All that said, it was during that two year training period and doing removals that initially sparked my interest in death scene investigation. I'm overly curious by nature, so each time I helped remove a body from a homicide scene or one where the cause of death didn't appear clear-cut, a million questions raced through my mind. The 'who--what--when--where--how--and whys plagued me long after the body was embalmed. And so it went for five more years.

Then one day, as fate would have it, the Safety Director for the National Funeral Directors Assoc. , who also happened to be my mentor in the business and a priceless friend, handed me a brochure about a death scene investigation program that included licensure at a Georgia university. There was a prerequisite for licensure, however. The applicant had to have served in law enforcement for a minimum of ten years--or had to have worked in funeral service for at least seven years. Remember the fate I mentioned earlier? I had just finished my seventh year in funeral service, which made me eligible!

Before you could say CSI Miami, I signed up for the program and was soon elbow-deep in text books, lectures, and hands-on workshops that focused on blood spatter analysis, DNA testing, fingerprint analysis, profiling---it was Nirvana!

I've never been called upon to use this experience outside of writing, but it has served other purposes. It's allowed me 'behind the scenes', where I can question something I think has been overlooked, which occasionally has detectives looking in new, more productive directions to solve a case.


IRTM:  You also have worked in the funeral/mortician business? What types of
experiences has that involved, and how do those work their way into your
writing?

DL: Funeral service is a fascinating business to me, and I hold directors and embalmers (in many states they're one in the same) in high regard. It takes a special person to deal with death and the bereaved everyday and still maintain a positive outlook on life.

Being involved in this unique business has provided a treasure chest of experiences that would be invaluable to any storyteller.  Even if I lived to be a hundred, I'd never be able to pen enough novels to write about them all. From a writer's perspective, the best part about experiencing even the worst this death business has to offer is authenticity. It brings a ring of truth to my readers' ears.

When I write about a murder scene, you can bet all your bananas on the fact that you're reading the real deal. I'm recalling an actual murder scene I've witnessed--sights, sounds, smells. If a tale involves a shooting, not only can I give an accurate accounting of gunshot wounds and blood spatter, I know the weight and feel of the weapons used. I'm licensed to carry concealed, so I spend as much time as time allows on the firing range. Sometimes I target practice with a 9mm Glock, a 9mm Luger, and know all too well the rapid casing spray from an automatic M11.

If one of my stories takes you into an embalming room, chances are it'll read as if you're actually there--because I've actually  been there. You'll read secrets of the trade that few outsiders ever hear about.

I'm a stickler for details because my greatest desire is to have a reader truly experience my stories. I want him or her to feel as if they are standing right in the scene.

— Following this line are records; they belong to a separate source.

//! End-to-end suite for the blog platform
//!
//! Tests live under `tests/` and run against a deployed stack. The
//! whole suite is gated on `BLOG_E2E=1`; without it every test returns
//! immediately so `cargo test` stays green on machines with no
//! backend running.

pub mod pages;

pub use blogtest_testkit as testkit;

/// Whether the live suite should run in this environment.
pub fn live_backend() -> bool {
    testkit::config::live_suite_enabled()
}

/// Bail out of a test early when no live backend is configured.
#[macro_export]
macro_rules! require_live {
    () => {
        if !$crate::live_backend() {
            eprintln!("skipped: set BLOG_E2E=1 to run against a live backend");
            return;
        }
    };
}
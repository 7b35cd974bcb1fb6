//! Error types for the test kit

use thiserror::Error;

#[derive(Error, Debug)]
pub enum TestkitError {
    #[error("HTTP transport error: {0}")]
    Http(#[from] reqwest::Error),

    #[error("JSON error: {0}")]
    Json(#[from] serde_json::Error),

    #[error("IO error: {0}")]
    Io(#[from] std::io::Error),

    #[error("Playwright not found. Install with: npm install playwright && npx playwright install")]
    DriverNotFound,

    #[error("Browser driver error: {0}")]
    Driver(String),

    #[error("Timeout waiting for: {0}")]
    Timeout(String),

    #[error("Fixture setup failed: {0}")]
    Fixture(String),

    #[error("Skipped: {0}")]
    Skipped(String),
}

impl TestkitError {
    /// Configuration absence is a skip, not a failure. The fixture layer
    /// uses this to short-circuit tests as not-applicable.
    pub fn is_skip(&self) -> bool {
        matches!(self, TestkitError::Skipped(_))
    }
}

pub type TestkitResult<T> = Result<T, TestkitError>;
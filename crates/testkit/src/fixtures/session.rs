//! Authenticated user sessions

use serde_json::Value;
use tracing::{info, warn};

use crate::api::BlogApi;
use crate::config::Settings;
use crate::error::{TestkitError, TestkitResult};

/// A logged-in user bound to a test's API client. Dropping the struct
/// does not log out; teardown does that explicitly.
#[derive(Debug, Clone)]
pub struct UserSession {
    pub email: String,
    pub name: String,
    pub id: i64,
    pub token: String,
}

/// Pull id and display name out of the login body's `user` object.
/// The backend calls the display field `username`; older responses
/// used `name`, and the email stands in when neither is present.
fn parse_user(user: &Value, fallback: &str) -> (i64, String) {
    let id = user.get("id").and_then(Value::as_i64).unwrap_or(0);
    let name = user
        .get("username")
        .and_then(Value::as_str)
        .or_else(|| user.get("name").and_then(Value::as_str))
        .unwrap_or(fallback)
        .to_string();
    (id, name)
}

impl UserSession {
    /// Log in with the configured standing credentials. Missing
    /// credentials skip the test rather than fail it; a rejected login
    /// is a fixture failure.
    pub async fn login(settings: &Settings, api: &BlogApi) -> TestkitResult<Self> {
        let Some(credentials) = settings.credentials.clone() else {
            return Err(TestkitError::Skipped(
                "BLOG_USER_EMAIL / BLOG_USER_PASSWORD not set".to_string(),
            ));
        };

        let response = api
            .auth()
            .login(&credentials.email, &credentials.password)
            .await?;
        if !response.success {
            return Err(TestkitError::Fixture(format!(
                "login as {} rejected ({}): {}",
                credentials.email,
                response.status,
                response.error_text()
            )));
        }

        let token = response
            .data_field("accessToken")
            .and_then(Value::as_str)
            .unwrap_or_default()
            .to_string();
        let user = response.data_field("user").cloned().unwrap_or(Value::Null);
        let (id, name) = parse_user(&user, &credentials.email);

        info!("session user ready: {} (id {})", credentials.email, id);
        Ok(Self {
            email: credentials.email,
            name,
            id,
            token,
        })
    }

    /// Best-effort logout used by teardown.
    pub async fn logout(&self, api: &BlogApi) {
        if let Err(e) = api.auth().logout().await {
            warn!("logout for {} failed: {}", self.email, e);
        }
    }
}

/// The browser-facing view of a session: a logged-in page plus the
/// user behind it.
#[derive(Clone)]
pub struct AuthUser {
    pub session: UserSession,
}

/// A post created through the API for a test, remembered so teardown
/// can delete it.
#[derive(Debug, Clone)]
pub struct PostRecord {
    pub id: i64,
    pub title: String,
    pub author_id: i64,
}

#[cfg(test)]
mod tests {
    use super::*;
    use serde_json::json;

    #[test]
    fn parse_user_prefers_username() {
        let user = json!({"id": 7, "username": "writer01", "name": "Writer", "role": "user"});
        let (id, name) = parse_user(&user, "w@example.com");
        assert_eq!(id, 7);
        assert_eq!(name, "writer01");
    }

    #[test]
    fn parse_user_falls_back_to_name_then_email() {
        let user = json!({"id": 3, "name": "Writer"});
        assert_eq!(parse_user(&user, "w@example.com").1, "Writer");

        let user = json!({"id": 3});
        assert_eq!(parse_user(&user, "w@example.com").1, "w@example.com");

        // Entirely absent user object.
        assert_eq!(parse_user(&Value::Null, "w@example.com"), (0, "w@example.com".to_string()));
    }
}
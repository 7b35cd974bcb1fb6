//! The uniform response envelope

use once_cell::sync::Lazy;
use reqwest::header::HeaderMap;
use serde_json::{Map, Value};

static EMPTY_OBJECT: Lazy<Map<String, Value>> = Lazy::new(Map::new);

/// Parsed response body: JSON when the body parses as JSON, otherwise
/// the raw text.
#[derive(Debug, Clone)]
pub enum Payload {
    Json(Value),
    Text(String),
}

/// Transport-level leftovers of a completed call, kept for diagnostics.
#[derive(Debug, Clone)]
pub struct RawResponse {
    pub status: u16,
    pub headers: HeaderMap,
    pub url: String,
}

/// Normalized result of one HTTP call.
///
/// `success` is derived purely from the status-code class (2xx); the
/// body is never consulted, because endpoints embed their own ok/error
/// markers inconsistently.
#[derive(Debug, Clone)]
pub struct ApiResponse {
    pub status: u16,
    pub data: Payload,
    pub success: bool,
    pub raw: RawResponse,
}

impl ApiResponse {
    pub(crate) fn new(status: u16, data: Payload, raw: RawResponse) -> Self {
        Self {
            status,
            data,
            success: (200..300).contains(&status),
            raw,
        }
    }

    /// The body as a JSON object, or an empty object when the body is
    /// not a mapping. Safe to chain on error responses.
    pub fn json(&self) -> &Map<String, Value> {
        match &self.data {
            Payload::Json(Value::Object(map)) => map,
            _ => &EMPTY_OBJECT,
        }
    }

    /// The conventional `data` member of the body, if present.
    pub fn body_data(&self) -> Option<&Value> {
        self.json().get("data")
    }

    /// Look up a field inside the body's `data` member.
    pub fn data_field(&self, key: &str) -> Option<&Value> {
        self.body_data()?.get(key)
    }

    /// Body rendered for failure messages.
    pub fn error_text(&self) -> String {
        match &self.data {
            Payload::Json(value) => value.to_string(),
            Payload::Text(text) => text.clone(),
        }
    }
}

The same holds true when I write about paranormal experiences. You can bet most of what you're reading comes from a first- hand experience. I've been a paranormal investigator for over 15 years, and have found myself in some of the creepiest places on the globe.

I have to admit, though, that sometimes I can take this obsession for detail a tad too far. Like the time I had myself locked in a casket. I was writing GRAVE INTENT at the time, and since one of my main characters wound up locked and trapped in a casket--I HAD to know, instead of imagine, what that felt like. What were the movement limitations REALLY like inside a casket. What about the smell? Did ANY light filter through cracks? Did sound penetrate through a coffin? Yep, that adventure was a bit intimidating, to say the least--but it sure was a rush experiencing it!

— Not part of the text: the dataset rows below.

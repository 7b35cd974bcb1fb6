//! Post lifecycle, API and newsfeed UI.

use blogtest_e2e::pages::{NewsfeedPage, PostDetailsPage};
use blogtest_e2e::require_live;
use blogtest_e2e::testkit::{fixtures, quick_post, PostBuilder};
use serde_json::Value;

#[tokio::test]
async fn created_post_round_trips_through_the_api() {
    require_live!();
    fixtures::run("created_post_round_trips_through_the_api", |ctx| async move {
        let session = ctx.user().await?.clone();
        let post = PostBuilder::new()
            .author(session.id)
            .random_title()
            .random_text_blocks(2)
            .build();
        let title = post.title.clone();

        let record = ctx.seed_post(&post).await?;
        assert!(record.id > 0);

        let fetched = ctx.api().posts().get(record.id, Some(session.id)).await?;
        assert!(fetched.success, "created post must be fetchable");
        assert_eq!(
            fetched.data_field("title").and_then(Value::as_str),
            Some(title.as_str())
        );
        assert_eq!(
            fetched.data_field("id").and_then(Value::as_i64),
            Some(record.id)
        );
        Ok(())
    })
    .await;
}

#[tokio::test]
async fn deleted_post_returns_not_found() {
    require_live!();
    fixtures::run("deleted_post_returns_not_found", |ctx| async move {
        let session = ctx.user().await?.clone();
        let post = quick_post(session.id, 1);

        let created = ctx.api().posts().create(&post).await?;
        assert!(created.success);
        let id = created
            .data_field("id")
            .and_then(Value::as_i64)
            .ok_or_else(|| {
                blogtest_e2e::testkit::TestkitError::Fixture("create returned no id".to_string())
            })?;

        let deleted = ctx.api().posts().delete(id).await?;
        assert!(deleted.success, "owner can delete their post");

        let fetched = ctx.api().posts().get(id, None).await?;
        assert!(!fetched.success);
        assert_eq!(fetched.status, 404, "deleted post should 404");
        Ok(())
    })
    .await;
}

#[tokio::test]
async fn patched_title_sticks() {
    require_live!();
    fixtures::run("patched_title_sticks", |ctx| async move {
        let session = ctx.user().await?.clone();
        let record = ctx.seed_post(&quick_post(session.id, 1)).await?;
        let new_title = format!("{} (edited)", record.title);

        let patched = ctx
            .api()
            .posts()
            .update(record.id, serde_json::json!({"title": new_title}))
            .await?;
        assert!(patched.success, "update rejected: {}", patched.error_text());

        let fetched = ctx.api().posts().get(record.id, None).await?;
        assert_eq!(
            fetched.data_field("title").and_then(Value::as_str),
            Some(new_title.as_str())
        );
        Ok(())
    })
    .await;
}

#[tokio::test]
async fn newsfeed_lists_posts() {
    require_live!();
    fixtures::run("newsfeed_lists_posts", |ctx| async move {
        let session = ctx.user().await?.clone();
        ctx.seed_post(&quick_post(session.id, 1)).await?;

        let feed = ctx.api().posts().newsfeed(1, 20, Some(session.id)).await?;
        assert!(feed.success);
        let posts = feed
            .data_field("items")
            .and_then(Value::as_array)
            .cloned()
            .unwrap_or_default();
        assert!(!posts.is_empty(), "newsfeed should contain posts");
        Ok(())
    })
    .await;
}

#[tokio::test]
async fn seeded_post_appears_on_the_newsfeed_ui() {
    require_live!();
    fixtures::run("seeded_post_appears_on_the_newsfeed_ui", |ctx| async move {
        let auth = ctx.auth_user().await?.clone();
        let record = ctx.seed_post(&quick_post(auth.session.id, 1)).await?;

        let page = ctx.page().await?;
        let newsfeed = NewsfeedPage::new(page);
        newsfeed.open().await?;

        assert!(newsfeed.post_count().await? > 0);
        assert!(
            newsfeed.has_post_titled(&record.title).await?,
            "seeded post '{}' should be on the newsfeed",
            record.title
        );
        Ok(())
    })
    .await;
}

#[tokio::test]
async fn post_details_page_shows_the_seeded_post() {
    require_live!();
    fixtures::run("post_details_page_shows_the_seeded_post", |ctx| async move {
        let auth = ctx.auth_user().await?.clone();
        let record = ctx.seed_post(&quick_post(auth.session.id, 2)).await?;

        let page = ctx.page().await?;
        let details = PostDetailsPage::new(page);
        details.open(record.id).await?;

        assert_eq!(details.title().await?, record.title);
        Ok(())
    })
    .await;
}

IRTM: I'm very much interested in the organization you founded, Literacy, Inc., since I'm a firm believer in literacy for all ages. The Leblanc Literacy Challenge has cash incentives for reading--including this year a potential grand prize of a free college education--which involves reading some of your books and taking a quiz and writing an essay. Certainly, the scholarship and funds for the kids and their schools are a great idea, and I'm curious as to what response you've had thus far? Are you considering branching out and including other books in the future?

DL: The Literacy Challenge is now in its fourth year, and the program response has exceeded our wildest expectations. So you can witness the impact it's had first hand, I've included a few comments we've received from teachers, students and parents:  "The workshop was very enlightening to my students. It not only motivated them to read, but excited them about the challenge. I was thrilled by the way you were able to relate to the students, get on their level and share with them the boundless opportunities that await them if they only try." 

Deborah Leblanc's latest paranormal suspense novel is Water Witch. She's also currently writing a paranormal thriller for Harlequin Nocturne, part of a trilogy with Heather Graham and Alexandra Sokoloff.

 

Tuesday, August 18, 2009

A Thrilling, Tony Trio

 

Harper Collins recently published the latest novels from James Grippando, Jane Stanton Hitchcock and Paulo Coehlo, and sent along some copies. At first, I thought I might feature them separately, but then I realized they have a common theme running not only among the three books but also the three authors.

Winnerstandsalone Coehlo's book, The Winner Stands Alone, zeroes in on society's fascination with the world of fame, fortune, and celebrity, something Coehlo himself knows first-hand, as a theater director, actor and lyricist in his native Brazil. His novel takes place over a 24-hour period at the Cannes Film Festival, with the "superclass" of producers, actors, designers, and supermodels juxtaposed against aspiring starlets, has-been stars and jaded hangers-on. The story focuses on a successful, driven Russian entrepreneur who will go to the darkest lengths, even murder, to reclaim his ex-wife, but it's as much a indictment of the excesses and shaky moral ground of the Hollywood and celebrity lifestyle as it is a thriller. (That particular theme turns out to be a bit ironic, considering at the Cannes Film Festival in 2008, Harvey Weinstein bought the rights to Coelho's best-selling The Alchemist and will be producing it with a budget of $60 million.)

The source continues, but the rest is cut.